Start of Source information

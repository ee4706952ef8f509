/// Health check endpoint
///
/// # Endpoint
///
/// ```text
/// GET /health
/// ```
///
/// # Response
///
/// ```json
/// {
///   "status": "healthy",
///   "version": "0.1.0",
///   "database": "connected"
/// }
/// ```

use crate::{app::AppState, error::ApiResult};
use axum::{extract::State, Json};
use serde::{Deserialize, Serialize};

/// Health check response
#[derive(Debug, Serialize, Deserialize)]
pub struct HealthResponse {
    /// Service status
    pub status: String,

    /// Application version
    pub version: String,

    /// Database status
    pub database: String,
}

/// Health check handler
///
/// Returns service health including database connectivity.
pub async fn health_check(State(state): State<AppState>) -> ApiResult<Json<HealthResponse>> {
    let database_status = match sqlx::query("SELECT 1").fetch_one(&state.db).await {
        Ok(_) => "connected",
        Err(_) => "disconnected",
    };

    Ok(Json(HealthResponse {
        status: if database_status == "connected" {
            "healthy".to_string()
        } else {
            "degraded".to_string()
        },
        version: env!("CARGO_PKG_VERSION").to_string(),
        database: database_status.to_string(),
    }))
}
/// Export assembler
///
/// Snapshots all of one owner's collections plus the dashboard summary and
/// renders them as named tabular sheets. The spreadsheet file writer itself
/// is an external sink: this module produces sheet names, headers, and typed
/// cell values, and the API edge feeds them to the xlsx writer.

use chrono::NaiveDate;
use sqlx::PgPool;
use uuid::Uuid;

use crate::models::goal::Goal;
use crate::models::habit::Habit;
use crate::models::journal::JournalEntry;
use crate::models::task::Task;
use crate::summary::{dashboard_summary, DashboardSummary};

/// A single cell in a rendered sheet
#[derive(Debug, Clone, PartialEq)]
pub enum Cell {
    Text(String),
    Number(f64),
    Empty,
}

impl Cell {
    fn text(value: impl Into<String>) -> Self {
        Cell::Text(value.into())
    }

    fn opt_text(value: &Option<String>) -> Self {
        match value {
            Some(v) => Cell::Text(v.clone()),
            None => Cell::Empty,
        }
    }

    fn opt_date(value: &Option<NaiveDate>) -> Self {
        match value {
            Some(d) => Cell::Text(d.to_string()),
            None => Cell::Empty,
        }
    }
}

/// One rendered sheet: a name, a header row, and data rows
#[derive(Debug, Clone)]
pub struct Sheet {
    pub name: &'static str,
    pub header: &'static [&'static str],
    pub rows: Vec<Vec<Cell>>,
}

/// Snapshot of everything one owner can export
#[derive(Debug, Clone)]
pub struct ExportSnapshot {
    pub tasks: Vec<Task>,
    pub habits: Vec<Habit>,
    pub goals: Vec<Goal>,
    pub journal: Vec<JournalEntry>,
    pub summary: DashboardSummary,
}

/// Workbook filename offered in the download
pub const EXPORT_FILENAME: &str = "ElaraGo_Dashboard.xlsx";

impl ExportSnapshot {
    /// Reads all collections and the summary for one owner
    pub async fn capture(
        pool: &PgPool,
        owner: Uuid,
        today: NaiveDate,
    ) -> Result<Self, sqlx::Error> {
        let tasks = Task::list_for(pool, owner).await?;
        let habits = Habit::list_for(pool, owner).await?;
        let goals = Goal::list_for(pool, owner).await?;
        let journal = JournalEntry::list_for(pool, owner).await?;
        let summary = dashboard_summary(pool, owner, today).await?;

        Ok(Self {
            tasks,
            habits,
            goals,
            journal,
            summary,
        })
    }

    /// Renders the snapshot as the five export sheets, in workbook order
    pub fn sheets(&self) -> Vec<Sheet> {
        let day_flag = |on: bool| Cell::Number(if on { 1.0 } else { 0.0 });

        let tasks = Sheet {
            name: "Tasks",
            header: &["ID", "Task", "Project", "Priority", "Due Date", "Status"],
            rows: self
                .tasks
                .iter()
                .map(|t| {
                    vec![
                        Cell::text(t.id.to_string()),
                        Cell::text(&t.task),
                        Cell::opt_text(&t.project),
                        Cell::text(format!("{:?}", t.priority)),
                        Cell::opt_date(&t.due_date),
                        Cell::text(status_label(t)),
                    ]
                })
                .collect(),
        };

        let habits = Sheet {
            name: "Habits",
            header: &["Habit", "Mon", "Tue", "Wed", "Thu", "Fri", "Sat", "Sun"],
            rows: self
                .habits
                .iter()
                .map(|h| {
                    vec![
                        Cell::text(&h.habit),
                        day_flag(h.mon),
                        day_flag(h.tue),
                        day_flag(h.wed),
                        day_flag(h.thu),
                        day_flag(h.fri),
                        day_flag(h.sat),
                        day_flag(h.sun),
                    ]
                })
                .collect(),
        };

        let goals = Sheet {
            name: "Goals",
            header: &["Goal", "Action Steps", "Progress %"],
            rows: self
                .goals
                .iter()
                .map(|g| {
                    vec![
                        Cell::text(&g.goal),
                        Cell::opt_text(&g.action_steps),
                        Cell::Number(g.progress as f64),
                    ]
                })
                .collect(),
        };

        let journal = Sheet {
            name: "Daily Journal",
            header: &[
                "Date",
                "Mood",
                "Stress Level (1-10)",
                "Gratitude",
                "Today's Highlight",
                "Reflection/Notes",
            ],
            rows: self
                .journal
                .iter()
                .map(|j| {
                    vec![
                        Cell::text(j.entry_date.to_string()),
                        Cell::opt_text(&j.mood),
                        Cell::Number(j.stress as f64),
                        Cell::opt_text(&j.gratitude),
                        Cell::opt_text(&j.highlight),
                        Cell::opt_text(&j.notes),
                    ]
                })
                .collect(),
        };

        let summary = Sheet {
            name: "Dashboard Summary",
            header: &["Metric", "Value"],
            rows: self
                .summary
                .metrics()
                .iter()
                .map(|(label, value)| vec![Cell::text(*label), Cell::Number(*value)])
                .collect(),
        };

        vec![tasks, habits, goals, journal, summary]
    }
}

/// Status display label, matching the wire format
fn status_label(task: &Task) -> &'static str {
    use crate::models::task::TaskStatus;
    match task.status {
        TaskStatus::NotStarted => "Not Started",
        TaskStatus::InProgress => "In Progress",
        TaskStatus::Completed => "Completed",
    }
}

#[cfg(test)]
mod tests {
    use super::*;
    use crate::models::task::{Priority, TaskStatus};
    use chrono::Utc;

    fn sample_snapshot() -> ExportSnapshot {
        let owner = Uuid::new_v4();
        let now = Utc::now();

        ExportSnapshot {
            tasks: vec![Task {
                id: Uuid::new_v4(),
                user_id: owner,
                task: "Define weekly goals".to_string(),
                project: Some("Elara Go".to_string()),
                priority: Priority::High,
                due_date: NaiveDate::from_ymd_opt(2024, 3, 1),
                status: TaskStatus::InProgress,
                created_at: now,
                updated_at: now,
            }],
            habits: vec![Habit {
                id: Uuid::new_v4(),
                user_id: owner,
                habit: "Meditate".to_string(),
                mon: true,
                tue: true,
                wed: false,
                thu: true,
                fri: true,
                sat: false,
                sun: true,
                created_at: now,
                updated_at: now,
            }],
            goals: vec![Goal {
                id: Uuid::new_v4(),
                user_id: owner,
                goal: "Launch Elara Go".to_string(),
                action_steps: Some("Complete MVP, Setup billing, Launch".to_string()),
                progress: 60,
                created_at: now,
                updated_at: now,
            }],
            journal: vec![JournalEntry {
                id: Uuid::new_v4(),
                user_id: owner,
                entry_date: NaiveDate::from_ymd_opt(2024, 3, 1).unwrap(),
                mood: Some("Calm".to_string()),
                stress: 3,
                gratitude: Some("Good sleep".to_string()),
                highlight: None,
                notes: None,
                created_at: now,
                updated_at: now,
            }],
            summary: DashboardSummary {
                tasks_due_today: 1,
                habits_completed_this_week: 5,
                goals_in_progress: 1,
                avg_stress_level: 3.0,
            },
        }
    }

    #[test]
    fn test_sheet_names_and_order() {
        let sheets = sample_snapshot().sheets();

        let names: Vec<_> = sheets.iter().map(|s| s.name).collect();
        assert_eq!(
            names,
            vec!["Tasks", "Habits", "Goals", "Daily Journal", "Dashboard Summary"]
        );
    }

    #[test]
    fn test_rows_match_headers() {
        for sheet in sample_snapshot().sheets() {
            for row in &sheet.rows {
                assert_eq!(row.len(), sheet.header.len(), "sheet {}", sheet.name);
            }
        }
    }

    #[test]
    fn test_task_row_values() {
        let sheets = sample_snapshot().sheets();
        let tasks = &sheets[0];

        assert_eq!(tasks.rows[0][1], Cell::Text("Define weekly goals".to_string()));
        assert_eq!(tasks.rows[0][3], Cell::Text("High".to_string()));
        assert_eq!(tasks.rows[0][4], Cell::Text("2024-03-01".to_string()));
        assert_eq!(tasks.rows[0][5], Cell::Text("In Progress".to_string()));
    }

    #[test]
    fn test_habit_flags_rendered_as_numbers() {
        let sheets = sample_snapshot().sheets();
        let habits = &sheets[1];

        assert_eq!(habits.rows[0][1], Cell::Number(1.0)); // mon
        assert_eq!(habits.rows[0][3], Cell::Number(0.0)); // wed
    }

    #[test]
    fn test_summary_sheet_has_four_metrics() {
        let sheets = sample_snapshot().sheets();
        let summary = &sheets[4];

        assert_eq!(summary.rows.len(), 4);
        assert_eq!(summary.rows[0][0], Cell::Text("Tasks Due Today".to_string()));
        assert_eq!(summary.rows[0][1], Cell::Number(1.0));
    }
}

End of Source information

▸ **What needs to be done**
Search the records for the word "Debug" and return every line that holds it.

▸ **Solution for this exercise**
#[derive(Debug, Serialize, Deserialize)]
#[derive(Debug, Clone, PartialEq)]
#[derive(Debug, Clone)]
#[derive(Debug, Clone)]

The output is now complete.